Case-Study: Compact Actuators Add Flexibility To Bakery Machines
Wednesday, September 20th, 2017 | 1118 Views
With a need for flexible, precise, and reliable machines to cater to frequent product changes in the bakery industry, WP Kemper company turned to Siko GMBH’s actuators in their search for suitable motors for their high-speed dough dividing and moulding machine. By Michaela Wassenberg, freelance journalist
Industrial producers of pastry and confectionery products today have to be able to offer a wide range of products and at the same time be able to react flexibly to fluctuating order quantities. High demands are placed on the individualised production of industrially manufactured bakery products.
In 2015, the WP Kemper Company presented the Soft Star CTi, a high-speed dough dividing and moulding machine that automates the switch to new product types. But prior to this launch, the requirements for the drives to be installed were challenging in several respects.
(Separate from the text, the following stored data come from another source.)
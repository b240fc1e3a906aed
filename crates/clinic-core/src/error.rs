// SPDX-License-Identifier: PolyForm-Noncommercial-1.0.0
// Copyright (c) 2025 Sylvex. All rights reserved.

//! Error hierarchy for the domain layer.
//!
//! ```text
//! CoreError
//! ├── NotFound     - unknown entity id
//! ├── Conflict     - state or uniqueness conflict (see ConflictError)
//! ├── Validation   - malformed input
//! └── Storage      - persistence backend failure
//! ```

use thiserror::Error;

use crate::types::{PatientId, RoomId};

/// Result type alias for domain operations.
pub type CoreResult<T> = Result<T, CoreError>;

// =============================================================================
// CoreError
// =============================================================================

/// The root error type of the domain layer.
#[derive(Debug, Error)]
pub enum CoreError {
    /// The referenced entity does not exist.
    #[error("{entity} not found")]
    NotFound {
        /// Entity kind, e.g. `"Patient"`.
        entity: &'static str,
        /// The id that was looked up.
        id: u64,
    },

    /// The operation conflicts with current state.
    #[error(transparent)]
    Conflict(#[from] ConflictError),

    /// The input failed validation.
    #[error("{message}")]
    Validation {
        /// Human-readable reason.
        message: String,
    },

    /// The persistence backend failed.
    #[error("storage failure: {message}")]
    Storage {
        /// Backend-specific detail. Not shown to clients.
        message: String,
    },
}

impl CoreError {
    /// Creates a not found error.
    pub fn not_found(entity: &'static str, id: impl Into<u64>) -> Self {
        Self::NotFound {
            entity,
            id: id.into(),
        }
    }

    /// Creates a validation error.
    pub fn validation(message: impl Into<String>) -> Self {
        Self::Validation {
            message: message.into(),
        }
    }

    /// Creates a storage error.
    pub fn storage(message: impl Into<String>) -> Self {
        Self::Storage {
            message: message.into(),
        }
    }

    /// Returns `true` if this is a not found error.
    pub fn is_not_found(&self) -> bool {
        matches!(self, CoreError::NotFound { .. })
    }

    /// Returns `true` if this is a conflict.
    pub fn is_conflict(&self) -> bool {
        matches!(self, CoreError::Conflict(_))
    }

    /// Returns the conflict, if this is one.
    pub fn as_conflict(&self) -> Option<&ConflictError> {
        match self {
            CoreError::Conflict(conflict) => Some(conflict),
            _ => None,
        }
    }
}

// =============================================================================
// ConflictError
// =============================================================================

/// State and uniqueness conflicts.
#[derive(Debug, Clone, PartialEq, Eq, Error)]
pub enum ConflictError {
    /// The room already hosts a different patient.
    #[error("Room is already occupied")]
    RoomOccupied {
        /// The room that was requested.
        room: RoomId,
        /// Its current occupant.
        occupant: PatientId,
    },

    /// The patient already occupies another room.
    #[error("Patient is already assigned to room {room}")]
    PatientAlreadyAssigned {
        /// The patient that was requested.
        patient: PatientId,
        /// The room the patient currently occupies.
        room: RoomId,
    },

    /// The patient cannot be deleted while occupying a room.
    #[error("Patient occupies room {room} and cannot be deleted")]
    PatientInRoom {
        /// The patient being deleted.
        patient: PatientId,
        /// The room still referencing the patient.
        room: RoomId,
    },

    /// The room status cannot change while a patient occupies it.
    #[error("Room {room} is occupied; release it before changing its status")]
    RoomInUse {
        /// The occupied room.
        room: RoomId,
    },

    /// Another room already uses this number.
    #[error("Room number already exists")]
    DuplicateRoomNumber {
        /// The clashing room number.
        room_number: String,
    },

    /// Another account already uses this email.
    #[error("Email already registered")]
    DuplicateEmail,
}

// =============================================================================
// Tests
// =============================================================================

#[cfg(test)]
mod tests {
    use super::*;

    #[test]
    fn test_not_found_message() {
        let err = CoreError::not_found("Room", 12u64);
        assert_eq!(err.to_string(), "Room not found");
        assert!(err.is_not_found());
        assert!(!err.is_conflict());
    }

    #[test]
    fn test_conflict_is_transparent() {
        let err: CoreError = ConflictError::RoomOccupied {
            room: RoomId::new(12),
            occupant: PatientId::new(5),
        }
        .into();

        assert_eq!(err.to_string(), "Room is already occupied");
        assert!(matches!(
            err.as_conflict(),
            Some(ConflictError::RoomOccupied { .. })
        ));
    }
}
// SPDX-License-Identifier: PolyForm-Noncommercial-1.0.0
// Copyright (c) 2025 Sylvex. All rights reserved.

//! Health check handler.

use axum::{response::IntoResponse, Json};

use crate::response::HealthResponse;

/// GET /health
///
/// Liveness check. Public and always 200 while the process serves.
pub async fn health() -> impl IntoResponse {
    Json(HealthResponse::healthy())
}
First, adjustments of axis positions and contact pressures would be necessary during the product changeover in the areas of handling, portioning, and shaping. High repetition accuracy would also be required for all automated subprocesses in order to ensure process reliability when changing process variables. Moreover, force transmission necessitates high torques—the solution would need to handle this. And lastly, large fluctuations in the size and weight of the dough pieces would also require compact sizes of all drive components in order to avoid interfering contours.
In the search for suitable motors, WP Kemper came across the AG26 actuators from Siko GmbH. These were then made responsible for the weight adjustment of the raw dough, the height adjustment for product transfers, and the height adjustment of pinch rollers.
High Accuracy In Weight And Pressure
The machine is filled with 160 to 300 kg of dough mass. The dough is fed via the main funnel and slides down into the rolling area. There, the quantity defined in the program is separated from the remaining dough.
Depending on the processed recipe, dough pieces of 20 to 140 g are portioned in a measuring drum. The accuracy of the machine is ±1 g. The dough pieces are then inserted into the bowls of the measuring drum via a feed piston. There, they are pressed together with a defined pressure to ensure the required density of the dough.
From the measuring drum, the dough pieces are transported into the rounding device via an internal belt.
Through rolling movements, the dough pieces are moulded in the same way dough is formed by the hands of a baker and, as the final step, are slightly flattened so that the dough balls do not inadvertently roll away during the subsequent processes.
Dosing Of The Force Transmission
The special feature of the machine is the option to individually parameterise the force transmission. The precise control of the contact pressure flows directly into the quality of the end product. Excessive pressure would “stress” the dough and thus potentially result in undesirable baking results.
The correct contact pressure is achieved on the one hand by the repetition accuracy of the positioning and, on the other, by the sufficiently large torque while at the same time minimising the space requirement.
This is the decisive advantage of the Siko actuators: despite their small size, they integrate motor control, absolute encoder, power electronics, transmission and bus communication.
This makes it possible to sense the axis position directly on the shaft, which results in a significantly higher degree of precision than solutions that have an external gear box. While the competition is in the range of one to two degrees in comparable applications, the drives can achieve accuracies of half a degree. The resolution is 720 increments per revolution.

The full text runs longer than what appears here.